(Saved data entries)

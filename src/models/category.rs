use serde::{Deserialize, Serialize};

#[derive(Serialize, Deserialize, Debug, Clone)]
pub struct Category {
    pub id: String,
    pub name: String,
}
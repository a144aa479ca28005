use mongodb::{options::ClientOptions, Client};
use std::env;

pub async fn setup_mongo() -> Client {
    let mongo_uri =
        env::var("MONGODB_URI").unwrap_or_else(|_| "mongodb://localhost:27017".to_string());
    let mut client_options = ClientOptions::parse(&mongo_uri).await.unwrap();
    client_options.app_name = Some("secondhand-backend".to_string());
    Client::with_options(client_options).unwrap()
}
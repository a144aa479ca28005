pub mod claims;
pub mod jwt_helper;
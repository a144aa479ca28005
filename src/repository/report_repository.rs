use futures::stream::TryStreamExt;
use mongodb::bson::{doc, Binary};
use mongodb::error::Result;
use mongodb::results::DeleteResult;
use mongodb::{Client, Collection};

use crate::models::report::ReportedProduct;

pub struct ReportRepository {
    collection: Collection<ReportedProduct>,
}

impl ReportRepository {
    pub fn new(client: &Client) -> Self {
        let db = client.database("secondhand");
        let collection = db.collection::<ReportedProduct>("reported_products");
        ReportRepository { collection }
    }

    // No dedup: reporting the same product twice produces two records.
    pub async fn add_report(&self, report: &ReportedProduct) -> Result<()> {
        self.collection.insert_one(report, None).await.map(|_| ())
    }

    pub async fn get_reported_ids(&self) -> Result<Vec<Binary>> {
        let mut cursor = self.collection.find(None, None).await?;
        let mut ids = Vec::new();
        while let Some(report) = cursor.try_next().await? {
            ids.push(report.reported_product_id);
        }
        Ok(ids)
    }

    pub async fn delete_reports_for_product(&self, product_id: &Binary) -> Result<DeleteResult> {
        let filter = doc! { "reported_product_id": product_id.clone() };
        self.collection.delete_many(filter, None).await
    }
}
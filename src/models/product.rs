use chrono::Utc;
use mongodb::bson::Binary;
use serde::{Deserialize, Serialize};

use crate::models::new_id;
use crate::models::user::User;

#[derive(Serialize, Deserialize, Debug, Clone)]
pub struct Product {
    pub id: Binary, // UUID as BSON binary
    pub seller_email: String,
    pub category_id: String,
    pub name: String,
    pub price: i32,
    pub original_price: Option<i32>,
    pub years_of_use: Option<i32>,
    pub condition: Option<String>,
    pub location: Option<String>,
    pub phone: Option<String>,
    pub description: Option<String>,
    pub image: Option<String>,
    pub is_advertised: Option<bool>,
    pub posted_at: Option<String>,
}

// Body of POST /products; the server assigns id, seller and timestamp.
#[derive(Deserialize, Debug)]
pub struct ProductInput {
    pub name: String,
    pub category_id: String,
    pub price: i32,
    pub original_price: Option<i32>,
    pub years_of_use: Option<i32>,
    pub condition: Option<String>,
    pub location: Option<String>,
    pub phone: Option<String>,
    pub description: Option<String>,
    pub image: Option<String>,
}

impl Product {
    pub fn new(seller_email: String, category_id: String, input: ProductInput) -> Self {
        Product {
            id: new_id(),
            seller_email,
            category_id,
            name: input.name,
            price: input.price,
            original_price: input.original_price,
            years_of_use: input.years_of_use,
            condition: input.condition,
            location: input.location,
            phone: input.phone,
            description: input.description,
            image: input.image,
            is_advertised: Some(false),
            posted_at: Some(Utc::now().to_rfc3339()),
        }
    }
}

// Listing projection joined with the seller's user record. The seller's email is
// deliberately absent from this shape.
#[derive(Serialize, Debug)]
pub struct ProductView {
    pub id: Binary,
    pub category_id: String,
    pub name: String,
    pub price: i32,
    pub original_price: Option<i32>,
    pub years_of_use: Option<i32>,
    pub condition: Option<String>,
    pub location: Option<String>,
    pub phone: Option<String>,
    pub description: Option<String>,
    pub image: Option<String>,
    pub is_advertised: Option<bool>,
    pub posted_at: Option<String>,
    pub seller_name: Option<String>,
    pub seller_verified: bool,
}

impl ProductView {
    pub fn from_product(product: Product, seller: Option<&User>) -> Self {
        ProductView {
            id: product.id,
            category_id: product.category_id,
            name: product.name,
            price: product.price,
            original_price: product.original_price,
            years_of_use: product.years_of_use,
            condition: product.condition,
            location: product.location,
            phone: product.phone,
            description: product.description,
            image: product.image,
            is_advertised: product.is_advertised,
            posted_at: product.posted_at,
            seller_name: seller.and_then(|user| user.name.clone()),
            seller_verified: seller.and_then(|user| user.is_verified).unwrap_or(false),
        }
    }
}

#[cfg(test)]
mod tests {
    use super::*;

    fn sample_product() -> Product {
        Product::new(
            "seller@x.com".to_string(),
            "c1".to_string(),
            ProductInput {
                name: "Bike".to_string(),
                category_id: "c1".to_string(),
                price: 50,
                original_price: Some(120),
                years_of_use: Some(2),
                condition: Some("good".to_string()),
                location: None,
                phone: None,
                description: None,
                image: None,
            },
        )
    }

    #[test]
    fn new_product_starts_unadvertised() {
        let product = sample_product();
        assert_eq!(product.is_advertised, Some(false));
        assert_eq!(product.category_id, "c1");
        assert!(product.posted_at.is_some());
    }

    #[test]
    fn seller_join_never_exposes_the_seller_email() {
        let seller = User {
            email: "seller@x.com".to_string(),
            name: Some("S".to_string()),
            role: Some("seller".to_string()),
            is_verified: Some(true),
            phone: None,
        };
        let view = ProductView::from_product(sample_product(), Some(&seller));
        assert_eq!(view.seller_name.as_deref(), Some("S"));
        assert!(view.seller_verified);

        let json = serde_json::to_value(&view).unwrap();
        let keys = json.as_object().unwrap();
        assert!(!keys.contains_key("seller_email"));
        assert!(!keys.contains_key("email"));
    }

    #[test]
    fn missing_seller_record_degrades_to_unverified() {
        let view = ProductView::from_product(sample_product(), None);
        assert!(view.seller_name.is_none());
        assert!(!view.seller_verified);
    }
}
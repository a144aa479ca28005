use futures::stream::TryStreamExt;
use mongodb::bson::{self, doc, Binary, Bson, Document};
use mongodb::error::Result;
use mongodb::options::{FindOneAndUpdateOptions, ReturnDocument, UpdateOptions};
use mongodb::results::{DeleteResult, UpdateResult};
use mongodb::{Client, Collection};

use crate::models::booking::{Booker, Booking};
use crate::models::new_id;
use crate::models::product::Product;

pub struct BookingRepository {
    collection: Collection<Booking>,
}

// Update document for a reservation. $push appends the booker whether or not the
// booking document already exists; $setOnInsert captures the product snapshot only
// when this is the first reservation. Combined with an upsert on the product_id
// filter, two concurrent first-time reservations converge on one document holding
// both bookers instead of one overwriting the other.
fn reserve_update(product: &Product, booker: &Booker) -> Document {
    doc! {
        "$push": { "bookers": bson::to_bson(booker).unwrap_or(Bson::Null) },
        "$setOnInsert": {
            "id": new_id(),
            "product_id": product.id.clone(),
            "seller_email": product.seller_email.clone(),
            "seller_contact": product.phone.clone(),
            "product_name": product.name.clone(),
            "price": product.price,
            "image": product.image.clone(),
            "is_paid": false,
        }
    }
}

impl BookingRepository {
    pub fn new(client: &Client) -> Self {
        let db = client.database("secondhand");
        let collection = db.collection::<Booking>("bookings");
        BookingRepository { collection }
    }

    pub async fn reserve(&self, product: &Product, booker: &Booker) -> Result<UpdateResult> {
        let filter = doc! { "product_id": product.id.clone() };
        let options = UpdateOptions::builder().upsert(true).build();
        self.collection
            .update_one(filter, reserve_update(product, booker), options)
            .await
    }

    pub async fn get_bookings_for_buyer(&self, email: &str) -> Result<Vec<Booking>> {
        let filter = doc! { "bookers.booker_email": email };
        let mut cursor = self.collection.find(filter, None).await?;
        let mut bookings = Vec::new();
        while let Some(booking) = cursor.try_next().await? {
            bookings.push(booking);
        }
        Ok(bookings)
    }

    pub async fn find_booking_by_id(&self, booking_id: &Binary) -> Result<Option<Booking>> {
        let filter = doc! { "id": booking_id.clone() };
        self.collection.find_one(filter, None).await
    }

    pub async fn remove_booker(&self, product_id: &Binary, email: &str) -> Result<UpdateResult> {
        let filter = doc! { "product_id": product_id.clone() };
        let update = doc! { "$pull": { "bookers": { "booker_email": email } } };
        self.collection.update_one(filter, update, None).await
    }

    // An unpaid booking does not outlive its last booker. Paid bookings are the
    // sale record and are never deleted.
    pub async fn delete_if_empty(&self, product_id: &Binary) -> Result<DeleteResult> {
        let filter = doc! {
            "product_id": product_id.clone(),
            "bookers": { "$size": 0 },
            "is_paid": { "$ne": true },
        };
        self.collection.delete_one(filter, None).await
    }

    pub async fn mark_paid(&self, booking_id: &Binary, buyer_email: &str) -> Result<Option<Booking>> {
        let filter = doc! { "id": booking_id.clone() };
        let update = doc! { "$set": { "is_paid": true, "bought_by": buyer_email } };
        let options = FindOneAndUpdateOptions::builder()
            .return_document(ReturnDocument::After)
            .build();
        self.collection.find_one_and_update(filter, update, options).await
    }

    pub async fn mark_seller_removed(&self, seller_email: &str) -> Result<UpdateResult> {
        let filter = doc! { "seller_email": seller_email };
        let update = doc! { "$set": { "seller_removed": true } };
        self.collection.update_many(filter, update, None).await
    }

    // Account-removal cleanup: pull the buyer out of every unpaid booking, then
    // drop unpaid bookings left without bookers.
    pub async fn remove_buyer_entries(&self, email: &str) -> Result<DeleteResult> {
        let filter = doc! {
            "is_paid": { "$ne": true },
            "bookers.booker_email": email,
        };
        let update = doc! { "$pull": { "bookers": { "booker_email": email } } };
        self.collection.update_many(filter, update, None).await?;

        let empty = doc! { "bookers": { "$size": 0 }, "is_paid": { "$ne": true } };
        self.collection.delete_many(empty, None).await
    }
}

#[cfg(test)]
mod tests {
    use super::*;
    use crate::models::product::{Product, ProductInput};

    fn sample_product() -> Product {
        Product::new(
            "seller@x.com".to_string(),
            "c1".to_string(),
            ProductInput {
                name: "Bike".to_string(),
                category_id: "c1".to_string(),
                price: 50,
                original_price: None,
                years_of_use: None,
                condition: None,
                location: None,
                phone: Some("555".to_string()),
                description: None,
                image: Some("bike.png".to_string()),
            },
        )
    }

    fn sample_booker(email: &str) -> Booker {
        Booker {
            booker_name: "A".to_string(),
            booker_email: email.to_string(),
            booker_location: None,
            booker_number: None,
        }
    }

    #[test]
    fn reserve_update_pushes_the_booker_unconditionally() {
        let update = reserve_update(&sample_product(), &sample_booker("a@x.com"));
        let pushed = update
            .get_document("$push")
            .unwrap()
            .get_document("bookers")
            .unwrap();
        assert_eq!(pushed.get_str("booker_email").unwrap(), "a@x.com");
    }

    #[test]
    fn reserve_update_snapshots_the_product_only_on_insert() {
        let product = sample_product();
        let update = reserve_update(&product, &sample_booker("a@x.com"));
        let on_insert = update.get_document("$setOnInsert").unwrap();

        assert_eq!(on_insert.get_str("product_name").unwrap(), "Bike");
        assert_eq!(on_insert.get_i32("price").unwrap(), 50);
        assert_eq!(on_insert.get_str("seller_email").unwrap(), "seller@x.com");
        assert_eq!(on_insert.get_str("seller_contact").unwrap(), "555");
        assert_eq!(on_insert.get_str("image").unwrap(), "bike.png");
        assert!(!on_insert.get_bool("is_paid").unwrap());
        // bookers must stay out of $setOnInsert or the $push would conflict
        assert!(on_insert.get("bookers").is_none());
    }
}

#### [Problem description]
For each line above that includes "while", copy the line.

#### [Reply to the exercise]
        while let Some(report) = cursor.try_next().await? {
        while let Some(booking) = cursor.try_next().await? {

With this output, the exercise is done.